◆ Task description
Look through the data for the string "position". Copy every line where it is found.

◆ Records shown
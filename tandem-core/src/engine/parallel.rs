use futures::stream::{FuturesUnordered, StreamExt};
use std::future::Future;

use crate::collection::{Collection, Gather, Results};

/// Invokes the iterator for every element before awaiting any of them, then
/// settles elements in completion order until the counter reaches the number
/// dispatched.
async fn dispatch<C, X, F, Fut, S>(collection: &C, context: &X, mut iterator: F, mut settle: S)
where
    C: Collection + ?Sized,
    X: ?Sized,
    F: FnMut(&X, C::Item, C::Key, &C) -> Fut,
    Fut: Future,
    S: FnMut(usize, C::Key, Fut::Output),
{
    let keys = collection.keys();
    let mut pending = FuturesUnordered::new();

    for (position, key) in keys.into_iter().enumerate() {
        let Some(value) = collection.get(&key).cloned() else {
            continue;
        };
        let future = iterator(context, value, key.clone(), collection);
        pending.push(async move { (position, key, future.await) });
    }

    let dispatched = pending.len();
    tracing::debug!(shape = %collection.shape(), dispatched, "parallel iteration dispatched");

    let mut completed = 0;
    while let Some((position, key, output)) = pending.next().await {
        completed += 1;
        tracing::trace!(position, completed, dispatched, "parallel element settled");
        settle(position, key, output);
    }

    tracing::debug!(completed, "parallel iteration finished");
}

pub async fn parallel_for_each<C, F, Fut>(collection: &C, mut iterator: F)
where
    C: Collection + ?Sized,
    F: FnMut(C::Item, C::Key, &C) -> Fut,
    Fut: Future<Output = ()>,
{
    parallel_for_each_with(collection, &(), |_, value, key, collection| {
        iterator(value, key, collection)
    })
    .await
}

pub async fn parallel_for_each_with<C, X, F, Fut>(collection: &C, context: &X, iterator: F)
where
    C: Collection + ?Sized,
    X: ?Sized,
    F: FnMut(&X, C::Item, C::Key, &C) -> Fut,
    Fut: Future<Output = ()>,
{
    dispatch(collection, context, iterator, |_, _, ()| {}).await
}

pub async fn parallel_map<C, F, Fut, R>(collection: &C, mut iterator: F) -> C::Output
where
    C: Gather<R> + ?Sized,
    F: FnMut(C::Item, C::Key, &C) -> Fut,
    Fut: Future<Output = R>,
{
    parallel_map_with(collection, &(), |_, value, key, collection| {
        iterator(value, key, collection)
    })
    .await
}

pub async fn parallel_map_with<C, X, F, Fut, R>(
    collection: &C,
    context: &X,
    iterator: F,
) -> C::Output
where
    C: Gather<R> + ?Sized,
    X: ?Sized,
    F: FnMut(&X, C::Item, C::Key, &C) -> Fut,
    Fut: Future<Output = R>,
{
    let mut results = Results::with_len(collection.len());
    dispatch(collection, context, iterator, |position, key, value| {
        results.set(position, key, value)
    })
    .await;
    collection.gather(results)
}
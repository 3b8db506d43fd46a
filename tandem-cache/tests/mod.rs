use futures::FutureExt;
use std::collections::HashMap;
use std::sync::atomic::{AtomicUsize, Ordering};
use std::time::Duration;

use tandem_cache::{AsyncCache, Cache, CacheError, cache, cache_async, structural_key};

// ============================================================================
// Key Tests
// ============================================================================

#[test]
fn test_structural_key_matches_json_array() {
    assert_eq!(structural_key(&(5,)).unwrap(), "[5]");
    assert_eq!(structural_key(&("a", 1, true)).unwrap(), r#"["a",1,true]"#);
}

#[test]
fn test_structural_key_rejects_non_string_map_keys() {
    let mut args = HashMap::new();
    args.insert((1, 2), "point");
    let err = structural_key(&args).unwrap_err();
    assert!(matches!(err, CacheError::Key(_)));
    assert!(err.to_string().contains("failed to serialize cache key"));
}

// ============================================================================
// Sync Cache Tests
// ============================================================================

#[test]
fn test_cache_calls_function_once_per_key() {
    let calls = AtomicUsize::new(0);
    let wrapped = cache(|(n,): &(u32,)| {
        calls.fetch_add(1, Ordering::SeqCst);
        n * 10
    });

    assert_eq!(wrapped.call(&(5,)).unwrap(), 50);
    assert_eq!(wrapped.call(&(5,)).unwrap(), 50);
    assert_eq!(calls.load(Ordering::SeqCst), 1);

    assert_eq!(wrapped.call(&(6,)).unwrap(), 60);
    assert_eq!(calls.load(Ordering::SeqCst), 2);
    assert_eq!(wrapped.len(), 2);
}

#[test]
fn test_cache_clear_forces_recompute() {
    let calls = AtomicUsize::new(0);
    let wrapped = cache(|(n,): &(u32,)| {
        // Distinct result per invocation.
        n * 100 + calls.fetch_add(1, Ordering::SeqCst) as u32
    });

    let first = wrapped.call(&(5,)).unwrap();
    assert_eq!(wrapped.call(&(5,)).unwrap(), first);

    let second = wrapped.clear().call(&(5,)).unwrap();
    assert_ne!(first, second);
    assert_eq!(calls.load(Ordering::SeqCst), 2);
}

#[test]
fn test_cache_clear_keys_removes_only_those() {
    let wrapped = Cache::new(|(n,): &(i64,)| n + 1);
    wrapped.call(&(1,)).unwrap();
    wrapped.call(&(2,)).unwrap();
    wrapped.call(&(3,)).unwrap();

    let key = wrapped.key_for(&(2,)).unwrap();
    assert_eq!(key, "[2]");
    wrapped.clear_keys([key.as_str(), "[3]"]);

    assert!(wrapped.contains_key("[1]"));
    assert!(!wrapped.contains_key("[2]"));
    assert!(!wrapped.contains_key("[3]"));
    assert_eq!(wrapped.len(), 1);
}

#[test]
fn test_cache_clear_with_no_keys_is_noop() {
    let wrapped = Cache::new(|(n,): &(i64,)| n + 1);
    wrapped.call(&(1,)).unwrap();
    wrapped.clear_keys(Vec::<String>::new());
    assert_eq!(wrapped.len(), 1);
    wrapped.clear();
    assert!(wrapped.is_empty());
}

#[test]
fn test_cache_custom_key_function() {
    let calls = AtomicUsize::new(0);
    // Case-insensitive key: "Hello" and "HELLO" share an entry.
    let wrapped = Cache::with_key(
        |word: &String| {
            calls.fetch_add(1, Ordering::SeqCst);
            word.len()
        },
        |word: &String| Ok(word.to_lowercase()),
    );

    assert_eq!(wrapped.call(&"Hello".to_string()).unwrap(), 5);
    assert_eq!(wrapped.call(&"HELLO".to_string()).unwrap(), 5);
    assert_eq!(calls.load(Ordering::SeqCst), 1);
    assert!(wrapped.contains_key("hello"));
}

#[test]
fn test_cache_custom_key_rejection_skips_function() {
    let calls = AtomicUsize::new(0);
    let wrapped = Cache::with_key(
        |n: &i32| {
            calls.fetch_add(1, Ordering::SeqCst);
            *n
        },
        |n: &i32| {
            if *n < 0 {
                Err(CacheError::Rejected(format!("negative: {}", n)))
            } else {
                Ok(n.to_string())
            }
        },
    );

    let err = wrapped.call(&-1).unwrap_err();
    assert!(err.to_string().contains("negative"));
    assert_eq!(calls.load(Ordering::SeqCst), 0);
}

#[test]
fn test_cache_serialization_failure_surfaces() {
    let wrapped = Cache::new(|args: &HashMap<(i32, i32), i32>| args.len());
    let mut args = HashMap::new();
    args.insert((0, 0), 1);
    assert!(matches!(wrapped.call(&args), Err(CacheError::Key(_))));
    assert!(wrapped.is_empty());
}

#[test]
fn test_cache_debug() {
    let wrapped = Cache::new(|(n,): &(i32,)| *n);
    wrapped.call(&(1,)).unwrap();
    let debug = format!("{:?}", wrapped);
    assert!(debug.contains("Cache"));
    assert!(debug.contains("entries: 1"));
}

// ============================================================================
// Async Cache Tests
// ============================================================================

#[tokio::test]
async fn test_async_cache_calls_function_once() {
    let calls = AtomicUsize::new(0);
    let wrapped = cache_async(|(n,): (u32,)| {
        calls.fetch_add(1, Ordering::SeqCst);
        async move {
            tokio::time::sleep(Duration::from_millis(1)).await;
            (n, n * 2)
        }
    });

    assert_eq!(wrapped.call((4,)).await.unwrap(), (4, 8));
    assert_eq!(wrapped.call((4,)).await.unwrap(), (4, 8));
    assert_eq!(calls.load(Ordering::SeqCst), 1);
    assert!(wrapped.contains_key("[4]"));
}

#[tokio::test]
async fn test_async_cache_hit_resolves_immediately() {
    let wrapped = AsyncCache::new(|(n,): (u32,)| async move {
        tokio::time::sleep(Duration::from_millis(5)).await;
        n + 1
    });
    wrapped.call((1,)).await.unwrap();

    // A miss would have to wait on the timer; a hit is ready on first poll.
    let hit = wrapped.call((1,)).now_or_never();
    assert_eq!(hit.map(|r| r.unwrap()), Some(2));

    let miss = wrapped.call((2,)).now_or_never();
    assert!(miss.is_none());
}

#[tokio::test]
async fn test_async_cache_clear_forces_recompute() {
    let calls = AtomicUsize::new(0);
    let wrapped = AsyncCache::new(|(name,): (String,)| {
        calls.fetch_add(1, Ordering::SeqCst);
        async move { name.to_uppercase() }
    });

    wrapped.call(("tile".to_string(),)).await.unwrap();
    wrapped.clear();
    wrapped.call(("tile".to_string(),)).await.unwrap();
    assert_eq!(calls.load(Ordering::SeqCst), 2);

    wrapped.clear_keys([r#"["tile"]"#]);
    assert!(wrapped.is_empty());
}

#[tokio::test]
async fn test_async_cache_concurrent_misses_both_run() {
    let calls = AtomicUsize::new(0);
    let wrapped = AsyncCache::new(|(n,): (u32,)| {
        calls.fetch_add(1, Ordering::SeqCst);
        async move {
            tokio::time::sleep(Duration::from_millis(5)).await;
            n
        }
    });

    let (a, b) = tokio::join!(wrapped.call((9,)), wrapped.call((9,)));
    assert_eq!(a.unwrap(), 9);
    assert_eq!(b.unwrap(), 9);
    assert_eq!(calls.load(Ordering::SeqCst), 2);
    assert_eq!(wrapped.len(), 1);
}

#[tokio::test]
async fn test_async_cache_custom_key() {
    let wrapped = AsyncCache::with_key(
        |url: String| async move { url.len() },
        |url: &String| Ok(url.trim_end_matches('/').to_string()),
    );
    assert_eq!(wrapped.call("http://a/".to_string()).await.unwrap(), 9);
    assert_eq!(wrapped.call("http://a".to_string()).await.unwrap(), 9);
    assert_eq!(wrapped.key_for(&"http://a/".to_string()).unwrap(), "http://a");
    assert_eq!(wrapped.len(), 1);
}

◆ Exercise response
    for (position, key) in keys.into_iter().enumerate() {
        pending.push(async move { (position, key, future.await) });
    while let Some((position, key, output)) = pending.next().await {
        tracing::trace!(position, completed, dispatched, "parallel element settled");
        settle(position, key, output);
    dispatch(collection, context, iterator, |position, key, value| {
        results.set(position, key, value)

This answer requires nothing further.